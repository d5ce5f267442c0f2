//! Error types for the swarm layer and the binary's configuration

use custos_agents::{AgentError, StoreError};
use custos_core::{CoreError, ErrorKind};
use custos_policy::PolicyError;
use custos_veto::VetoError;
use std::path::PathBuf;

/// Swarm errors
#[derive(Debug, thiserror::Error)]
pub enum SwarmError {
    /// Agent or saga failure
    #[error(transparent)]
    Agent(#[from] AgentError),

    /// Veto service failure
    #[error(transparent)]
    Veto(#[from] VetoError),

    /// Policy failure
    #[error(transparent)]
    Policy(#[from] PolicyError),

    /// Core failure (telemetry, tags)
    #[error(transparent)]
    Core(#[from] CoreError),

    /// Configuration file could not be read
    #[error("io error reading {path}: {source}")]
    Io {
        path: PathBuf,
        #[source]
        source: std::io::Error,
    },

    /// Configuration is malformed or inconsistent
    #[error("invalid configuration: {0}")]
    Config(String),

    /// Orchestrator loop is gone
    #[error("orchestrator stopped")]
    Stopped,
}

impl From<StoreError> for SwarmError {
    fn from(err: StoreError) -> Self {
        Self::Agent(AgentError::Store(err))
    }
}

impl SwarmError {
    /// Create config error
    pub fn config(message: impl Into<String>) -> Self {
        Self::Config(message.into())
    }

    /// Taxonomy kind
    #[must_use]
    pub fn kind(&self) -> ErrorKind {
        match self {
            Self::Agent(err) => err.kind(),
            Self::Veto(err) => err.kind(),
            Self::Policy(err) => err.kind(),
            Self::Core(err) => err.kind(),
            Self::Io { .. } | Self::Config(_) => ErrorKind::Configuration,
            Self::Stopped => ErrorKind::External,
        }
    }

    /// Check if error is retryable
    #[inline]
    #[must_use]
    pub fn is_retryable(&self) -> bool {
        match self {
            Self::Agent(err) => err.is_retryable(),
            Self::Veto(err) => err.is_retryable(),
            _ => false,
        }
    }
}

/// Result type for swarm operations
pub type Result<T> = std::result::Result<T, SwarmError>;

#[cfg(test)]
mod tests {
    use super::*;

    #[test]
    fn store_errors_keep_their_kind() {
        let err = SwarmError::from(StoreError::not_found("carrier", "BRT"));
        assert_eq!(err.kind(), ErrorKind::NotFound);
        assert!(!err.is_retryable());
        assert_eq!(SwarmError::config("bad").kind(), ErrorKind::Configuration);
    }
}
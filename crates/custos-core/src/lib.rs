//! Custos Core
//!
//! Foundation shared by every Custos crate:
//! - Domain types (agent and operation kinds, fixed-point money, identifiers)
//! - Error taxonomy and collaborator error types
//! - The [`CircuitBreaker`] primitive that wraps every external call
//! - Collaborator ports (ledger, health probe, notifier, confidence scorer, cost)
//! - Swarm events and the sink agents publish them through
//! - Clocks, bounded retry and tracing initialisation
//!
//! # Example
//!
//! ```rust,ignore
//! use custos_core::prelude::*;
//!
//! # async fn example(ledger: std::sync::Arc<dyn LedgerClient>) -> Result<(), Box<dyn std::error::Error>> {
//! let breaker = CircuitBreaker::new("ledger", BreakerConfig::default());
//! let payload = LedgerPayload::new("failover:SHP-1:BRT", OperationKind::CarrierFailover, serde_json::json!({}));
//! let hash = breaker.call(ledger.submit(payload)).await?;
//! # Ok(())
//! # }
//! ```

#![warn(unreachable_pub)]
#![allow(missing_docs)]

pub mod breaker;
pub mod clock;
pub mod error;
pub mod events;
pub mod ports;
pub mod retry;
pub mod telemetry;
pub mod types;

pub use breaker::{BreakerConfig, BreakerMetrics, BreakerRegistry, CallError, CircuitBreaker, CircuitState};
pub use clock::{Clock, ManualClock, SharedClock, SystemClock, TokioClock};
pub use error::{CoreError, ErrorKind, PortError};
pub use events::{EventSink, NullSink, SwarmEvent, SwarmEventKind};
pub use ports::{
    ConfidenceScorer, CostEvent, CostKind, CostRecorder, EvidenceItem, EvidenceKind, HealthProbe,
    HealthReport, LedgerClient, LedgerPayload, NoopCostRecorder, Notifier,
};
pub use retry::{with_backoff, RetryPolicy};
pub use telemetry::{init_tracing, TelemetryConfig};
pub use types::{
    AgentKind, CarrierId, DisputeId, LedgerHash, Money, MoneyParseError, OperationKind, SessionId,
    ShipmentId,
};

/// Prelude module for common imports
pub mod prelude {
    //! Common imports for working with Custos Core
    pub use crate::{
        AgentKind, BreakerConfig, CallError, CarrierId, CircuitBreaker, CircuitState, Clock,
        DisputeId, EventSink, LedgerClient, LedgerHash, LedgerPayload, Money, OperationKind,
        PortError, SessionId, ShipmentId, SwarmEvent, SwarmEventKind,
    };
}

/// Version of this crate
pub const VERSION: &str = env!("CARGO_PKG_VERSION");
//! Testing utilities for the Custos workspace
//!
//! Fakes for the collaborator ports and fixture builders shared by the
//! integration suites.

#![allow(missing_docs)]

use async_trait::async_trait;
use chrono::{DateTime, TimeZone, Utc};
use custos_agents::{
    CarrierRecord, DisputeRecord, EvidenceSource, InMemoryShipmentStore, ShipmentRecord,
    ShipmentStore,
};
use custos_core::{
    ConfidenceScorer, CostEvent, CostRecorder, EvidenceItem, EvidenceKind, HealthProbe,
    HealthReport, LedgerClient, LedgerHash, LedgerPayload, Money, Notifier, PortError,
    SwarmEvent,
};
use custos_policy::{CalendarRules, GovernanceConfig, GovernanceEngine, PolicyStore};
use parking_lot::Mutex;
use serde_json::json;
use std::collections::HashMap;
use std::sync::atomic::{AtomicBool, Ordering};
use std::sync::Arc;
use tokio::sync::mpsc;

/// Ledger that records submissions and hashes them by digest
#[derive(Debug, Default)]
pub struct FakeLedger {
    submissions: Mutex<Vec<LedgerPayload>>,
    failing: AtomicBool,
}

impl FakeLedger {
    pub fn new() -> Self {
        Self::default()
    }

    pub fn failing() -> Self {
        let ledger = Self::default();
        ledger.set_failing(true);
        ledger
    }

    pub fn set_failing(&self, failing: bool) {
        self.failing.store(failing, Ordering::SeqCst);
    }

    pub fn submissions(&self) -> Vec<LedgerPayload> {
        self.submissions.lock().clone()
    }

    pub fn submission_count(&self) -> usize {
        self.submissions.lock().len()
    }
}

#[async_trait]
impl LedgerClient for FakeLedger {
    async fn submit(&self, payload: LedgerPayload) -> Result<LedgerHash, PortError> {
        let hash = LedgerHash::new(format!("0x{}", payload.digest()));
        self.submissions.lock().push(payload);
        if self.failing.load(Ordering::SeqCst) {
            return Err(PortError::unavailable("ledger", "simulated outage"));
        }
        Ok(hash)
    }
}

/// Probe returning a fixed report
#[derive(Debug, Clone)]
pub struct StaticHealthProbe(pub HealthReport);

impl StaticHealthProbe {
    pub fn healthy() -> Self {
        Self(HealthReport::healthy())
    }

    pub fn unhealthy(reason: &str) -> Self {
        Self(HealthReport::unhealthy(reason))
    }
}

#[async_trait]
impl HealthProbe for StaticHealthProbe {
    async fn check(&self) -> Result<HealthReport, PortError> {
        Ok(self.0.clone())
    }
}

/// Notifier that keeps every message
#[derive(Debug, Default)]
pub struct RecordingNotifier {
    messages: Mutex<Vec<(String, String)>>,
}

impl RecordingNotifier {
    pub fn new() -> Self {
        Self::default()
    }

    pub fn messages(&self) -> Vec<(String, String)> {
        self.messages.lock().clone()
    }
}

#[async_trait]
impl Notifier for RecordingNotifier {
    async fn notify(&self, channel: &str, message: &str) -> Result<(), PortError> {
        self.messages
            .lock()
            .push((channel.to_string(), message.to_string()));
        Ok(())
    }
}

/// Scorer returning one fixed score per evidence kind
#[derive(Debug, Clone)]
pub struct FixedScorer {
    scores: HashMap<EvidenceKind, f64>,
}

impl FixedScorer {
    pub fn new(authenticity: f64, consistency: f64, damage: f64) -> Self {
        Self {
            scores: HashMap::from([
                (EvidenceKind::Authenticity, authenticity),
                (EvidenceKind::Consistency, consistency),
                (EvidenceKind::Damage, damage),
            ]),
        }
    }
}

#[async_trait]
impl ConfidenceScorer for FixedScorer {
    async fn score(&self, item: &EvidenceItem) -> Result<f64, PortError> {
        self.scores
            .get(&item.kind)
            .copied()
            .ok_or_else(|| PortError::invalid("scorer", "unknown kind"))
    }
}

/// Evidence source with one item per sub-check
#[derive(Debug, Clone, Copy, Default)]
pub struct StaticEvidence;

#[async_trait]
impl EvidenceSource for StaticEvidence {
    async fn gather(&self, dispute: &DisputeRecord) -> Result<Vec<EvidenceItem>, PortError> {
        Ok(vec![
            EvidenceItem::new(EvidenceKind::Authenticity, "photos", json!({"dispute": dispute.id})),
            EvidenceItem::new(EvidenceKind::Consistency, "tracking", json!({"shipment": dispute.shipment})),
            EvidenceItem::new(EvidenceKind::Damage, "inspection", json!({})),
        ])
    }
}

/// Evidence source that is always down
#[derive(Debug, Clone, Copy, Default)]
pub struct UnavailableEvidence;

#[async_trait]
impl EvidenceSource for UnavailableEvidence {
    async fn gather(&self, _dispute: &DisputeRecord) -> Result<Vec<EvidenceItem>, PortError> {
        Err(PortError::unavailable("evidence", "archive offline"))
    }
}

/// Cost recorder that keeps every event
#[derive(Debug, Default)]
pub struct RecordingCost {
    events: Mutex<Vec<CostEvent>>,
}

impl RecordingCost {
    pub fn new() -> Self {
        Self::default()
    }

    pub fn events(&self) -> Vec<CostEvent> {
        self.events.lock().clone()
    }
}

impl CostRecorder for RecordingCost {
    fn record(&self, event: CostEvent) {
        self.events.lock().push(event);
    }
}

/// Monday 2025-03-03 10:00 UTC
pub fn business_hours() -> DateTime<Utc> {
    Utc.with_ymd_and_hms(2025, 3, 3, 10, 0, 0).unwrap()
}

/// Default policy without calendar restrictions
pub fn policy_without_calendar() -> GovernanceConfig {
    GovernanceConfig::default().with_calendar(CalendarRules::disabled())
}

/// Engine on a fixed policy with a healthy supervision path
pub fn engine(config: GovernanceConfig) -> Arc<GovernanceEngine> {
    Arc::new(
        GovernanceEngine::new(Arc::new(PolicyStore::fixed(config)))
            .with_health_probe(Arc::new(StaticHealthProbe::healthy())),
    )
}

/// Event channel whose sender implements `EventSink`
pub fn event_channel() -> (
    Arc<mpsc::UnboundedSender<SwarmEvent>>,
    mpsc::UnboundedReceiver<SwarmEvent>,
) {
    let (tx, rx) = mpsc::unbounded_channel();
    (Arc::new(tx), rx)
}

/// Drain every event currently queued
pub fn drain(rx: &mut mpsc::UnboundedReceiver<SwarmEvent>) -> Vec<SwarmEvent> {
    let mut events = Vec::new();
    while let Ok(event) = rx.try_recv() {
        events.push(event);
    }
    events
}

/// Store with carriers BRT (0.40), GLS (0.91), SDA (0.97), TNT (0.80)
pub async fn seeded_store() -> Arc<InMemoryShipmentStore> {
    let store = Arc::new(InMemoryShipmentStore::new());
    for (id, name, reliability) in [
        ("BRT", "Bartolini", 0.40),
        ("GLS", "GLS Italy", 0.91),
        ("SDA", "SDA Express", 0.97),
        ("TNT", "TNT", 0.80),
    ] {
        store
            .put_carrier(CarrierRecord::new(id, name, reliability))
            .await
            .unwrap();
    }
    store
}

/// Add an in-transit shipment
pub async fn add_shipment(store: &dyn ShipmentStore, id: &str, carrier: &str, euros: i64) -> ShipmentRecord {
    let record = ShipmentRecord::new(id, carrier, Money::from_euros(euros)).with_updated_at(business_hours());
    store.put_shipment(record.clone()).await.unwrap();
    record
}

/// Add an open dispute against `respondent`
pub async fn add_dispute(
    store: &dyn ShipmentStore,
    id: &str,
    respondent: &str,
    euros: i64,
    delivery_verified: bool,
) -> DisputeRecord {
    let record = DisputeRecord::new(id, format!("SHP-{id}"), "acme-retail", respondent, Money::from_euros(euros))
        .with_delivery_verified(delivery_verified);
    store.put_dispute(record.clone()).await.unwrap();
    record
}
________________________
TASK ITEM = What you output must match the lines from the beginning of the material through the line with "Veto service failure" exactly, both ends included.

EXERCISE RESPONSE =
repository d5ce5f267442c0f2
//! Error types for the swarm layer and the binary's configuration

use custos_agents::{AgentError, StoreError};
use custos_core::{CoreError, ErrorKind};
use custos_policy::PolicyError;
use custos_veto::VetoError;
use std::path::PathBuf;

/// Swarm errors
#[derive(Debug, thiserror::Error)]
pub enum SwarmError {
    /// Agent or saga failure
    #[error(transparent)]
    Agent(#[from] AgentError),

    /// Veto service failure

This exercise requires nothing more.